- [What the exercise asks]
The records must be returned word for word.

(Stored items)
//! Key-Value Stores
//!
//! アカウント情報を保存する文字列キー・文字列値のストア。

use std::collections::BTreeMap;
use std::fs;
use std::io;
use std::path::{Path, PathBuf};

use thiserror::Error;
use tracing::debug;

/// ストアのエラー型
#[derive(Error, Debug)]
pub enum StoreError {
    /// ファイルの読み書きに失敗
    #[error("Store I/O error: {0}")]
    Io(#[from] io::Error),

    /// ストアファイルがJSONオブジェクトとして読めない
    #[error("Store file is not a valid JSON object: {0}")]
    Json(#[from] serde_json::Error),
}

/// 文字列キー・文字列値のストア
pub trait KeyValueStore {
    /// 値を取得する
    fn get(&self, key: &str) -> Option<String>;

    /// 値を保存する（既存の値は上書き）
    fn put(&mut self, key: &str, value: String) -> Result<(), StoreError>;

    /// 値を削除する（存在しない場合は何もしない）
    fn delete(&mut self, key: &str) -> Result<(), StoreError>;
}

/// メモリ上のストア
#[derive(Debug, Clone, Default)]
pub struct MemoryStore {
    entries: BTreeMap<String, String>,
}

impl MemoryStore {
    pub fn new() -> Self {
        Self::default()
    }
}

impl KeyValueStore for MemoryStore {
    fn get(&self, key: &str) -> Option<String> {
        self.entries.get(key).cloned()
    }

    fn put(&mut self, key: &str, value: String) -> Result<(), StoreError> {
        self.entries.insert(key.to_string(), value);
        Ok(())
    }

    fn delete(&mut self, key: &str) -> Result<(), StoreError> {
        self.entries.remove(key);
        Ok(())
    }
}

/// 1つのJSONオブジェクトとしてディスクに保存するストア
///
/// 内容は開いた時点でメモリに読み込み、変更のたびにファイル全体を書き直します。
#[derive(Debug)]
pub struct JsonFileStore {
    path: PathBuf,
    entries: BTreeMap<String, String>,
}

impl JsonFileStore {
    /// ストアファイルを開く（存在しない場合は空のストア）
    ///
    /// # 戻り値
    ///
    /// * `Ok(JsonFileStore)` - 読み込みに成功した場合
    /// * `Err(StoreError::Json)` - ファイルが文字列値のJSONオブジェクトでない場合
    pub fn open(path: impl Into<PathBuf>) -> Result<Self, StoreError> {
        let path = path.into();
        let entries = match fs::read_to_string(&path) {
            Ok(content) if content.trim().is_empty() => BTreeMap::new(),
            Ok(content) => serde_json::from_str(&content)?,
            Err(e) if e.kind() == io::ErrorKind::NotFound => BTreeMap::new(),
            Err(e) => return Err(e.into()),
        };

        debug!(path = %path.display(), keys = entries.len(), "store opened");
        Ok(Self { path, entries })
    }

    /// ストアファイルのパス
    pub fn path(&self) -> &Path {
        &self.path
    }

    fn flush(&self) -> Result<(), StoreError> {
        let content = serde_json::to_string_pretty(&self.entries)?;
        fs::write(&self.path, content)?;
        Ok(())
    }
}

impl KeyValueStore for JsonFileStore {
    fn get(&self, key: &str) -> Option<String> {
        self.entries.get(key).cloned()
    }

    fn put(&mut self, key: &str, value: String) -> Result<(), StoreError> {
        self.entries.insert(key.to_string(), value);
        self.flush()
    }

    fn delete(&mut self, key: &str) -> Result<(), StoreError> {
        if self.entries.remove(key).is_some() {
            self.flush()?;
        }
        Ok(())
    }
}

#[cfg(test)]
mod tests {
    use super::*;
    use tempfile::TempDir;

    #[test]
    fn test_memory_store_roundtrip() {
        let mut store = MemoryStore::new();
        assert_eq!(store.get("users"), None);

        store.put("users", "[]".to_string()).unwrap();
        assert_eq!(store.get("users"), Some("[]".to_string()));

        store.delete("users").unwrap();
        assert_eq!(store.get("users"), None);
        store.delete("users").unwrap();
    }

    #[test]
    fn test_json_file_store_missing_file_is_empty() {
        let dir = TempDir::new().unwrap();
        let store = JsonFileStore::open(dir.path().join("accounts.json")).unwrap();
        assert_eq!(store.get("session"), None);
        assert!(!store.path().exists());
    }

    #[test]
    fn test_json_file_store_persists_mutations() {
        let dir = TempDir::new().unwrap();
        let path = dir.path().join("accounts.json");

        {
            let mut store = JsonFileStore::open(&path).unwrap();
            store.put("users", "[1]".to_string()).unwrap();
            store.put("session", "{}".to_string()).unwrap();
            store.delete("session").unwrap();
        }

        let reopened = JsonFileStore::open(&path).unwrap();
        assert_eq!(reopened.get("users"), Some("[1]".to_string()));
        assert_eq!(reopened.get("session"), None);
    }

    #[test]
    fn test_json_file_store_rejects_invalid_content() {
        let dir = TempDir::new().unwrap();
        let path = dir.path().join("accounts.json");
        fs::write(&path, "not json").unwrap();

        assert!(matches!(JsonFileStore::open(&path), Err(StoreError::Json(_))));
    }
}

- [Answer to the problem]
//! Key-Value Stores
//!
//! アカウント情報を保存する文字列キー・文字列値のストア。

use std::collections::BTreeMap;
use std::fs;
use std::io;
use std::path::{Path, PathBuf};

use thiserror::Error;
use tracing::debug;

/// ストアのエラー型
#[derive(Error, Debug)]
pub enum StoreError {
    /// ファイルの読み書きに失敗
    #[error("Store I/O error: {0}")]
    Io(#[from] io::Error),

    /// ストアファイルがJSONオブジェクトとして読めない
    #[error("Store file is not a valid JSON object: {0}")]
    Json(#[from] serde_json::Error),
}

/// 文字列キー・文字列値のストア
pub trait KeyValueStore {
    /// 値を取得する
    fn get(&self, key: &str) -> Option<String>;

    /// 値を保存する（既存の値は上書き）
    fn put(&mut self, key: &str, value: String) -> Result<(), StoreError>;

    /// 値を削除する（存在しない場合は何もしない）
    fn delete(&mut self, key: &str) -> Result<(), StoreError>;
}

/// メモリ上のストア
#[derive(Debug, Clone, Default)]
pub struct MemoryStore {
    entries: BTreeMap<String, String>,
}

impl MemoryStore {
    pub fn new() -> Self {
        Self::default()
    }
}

impl KeyValueStore for MemoryStore {
    fn get(&self, key: &str) -> Option<String> {
        self.entries.get(key).cloned()
    }

    fn put(&mut self, key: &str, value: String) -> Result<(), StoreError> {
        self.entries.insert(key.to_string(), value);
        Ok(())
    }

    fn delete(&mut self, key: &str) -> Result<(), StoreError> {
        self.entries.remove(key);
        Ok(())
    }
}

/// 1つのJSONオブジェクトとしてディスクに保存するストア
///
/// 内容は開いた時点でメモリに読み込み、変更のたびにファイル全体を書き直します。
#[derive(Debug)]
pub struct JsonFileStore {
    path: PathBuf,
    entries: BTreeMap<String, String>,
}

impl JsonFileStore {
    /// ストアファイルを開く（存在しない場合は空のストア）
    ///
    /// # 戻り値
    ///
    /// * `Ok(JsonFileStore)` - 読み込みに成功した場合
    /// * `Err(StoreError::Json)` - ファイルが文字列値のJSONオブジェクトでない場合
    pub fn open(path: impl Into<PathBuf>) -> Result<Self, StoreError> {
        let path = path.into();
        let entries = match fs::read_to_string(&path) {
            Ok(content) if content.trim().is_empty() => BTreeMap::new(),
            Ok(content) => serde_json::from_str(&content)?,
            Err(e) if e.kind() == io::ErrorKind::NotFound => BTreeMap::new(),
            Err(e) => return Err(e.into()),
        };

        debug!(path = %path.display(), keys = entries.len(), "store opened");
        Ok(Self { path, entries })
    }

    /// ストアファイルのパス
    pub fn path(&self) -> &Path {
        &self.path
    }

    fn flush(&self) -> Result<(), StoreError> {
        let content = serde_json::to_string_pretty(&self.entries)?;
        fs::write(&self.path, content)?;
        Ok(())
    }
}

impl KeyValueStore for JsonFileStore {
    fn get(&self, key: &str) -> Option<String> {
        self.entries.get(key).cloned()
    }

    fn put(&mut self, key: &str, value: String) -> Result<(), StoreError> {
        self.entries.insert(key.to_string(), value);
        self.flush()
    }

    fn delete(&mut self, key: &str) -> Result<(), StoreError> {
        if self.entries.remove(key).is_some() {
            self.flush()?;
        }
        Ok(())
    }
}

#[cfg(test)]
mod tests {
    use super::*;
    use tempfile::TempDir;

    #[test]
    fn test_memory_store_roundtrip() {
        let mut store = MemoryStore::new();
        assert_eq!(store.get("users"), None);

        store.put("users", "[]".to_string()).unwrap();
        assert_eq!(store.get("users"), Some("[]".to_string()));

        store.delete("users").unwrap();
        assert_eq!(store.get("users"), None);
        store.delete("users").unwrap();
    }

    #[test]
    fn test_json_file_store_missing_file_is_empty() {
        let dir = TempDir::new().unwrap();
        let store = JsonFileStore::open(dir.path().join("accounts.json")).unwrap();
        assert_eq!(store.get("session"), None);
        assert!(!store.path().exists());
    }

    #[test]
    fn test_json_file_store_persists_mutations() {
        let dir = TempDir::new().unwrap();
        let path = dir.path().join("accounts.json");

        {
            let mut store = JsonFileStore::open(&path).unwrap();
            store.put("users", "[1]".to_string()).unwrap();
            store.put("session", "{}".to_string()).unwrap();
            store.delete("session").unwrap();
        }

        let reopened = JsonFileStore::open(&path).unwrap();
        assert_eq!(reopened.get("users"), Some("[1]".to_string()));
        assert_eq!(reopened.get("session"), None);
    }

    #[test]
    fn test_json_file_store_rejects_invalid_content() {
        let dir = TempDir::new().unwrap();
        let path = dir.path().join("accounts.json");
        fs::write(&path, "not json").unwrap();

        assert!(matches!(JsonFileStore::open(&path), Err(StoreError::Json(_))));
    }
}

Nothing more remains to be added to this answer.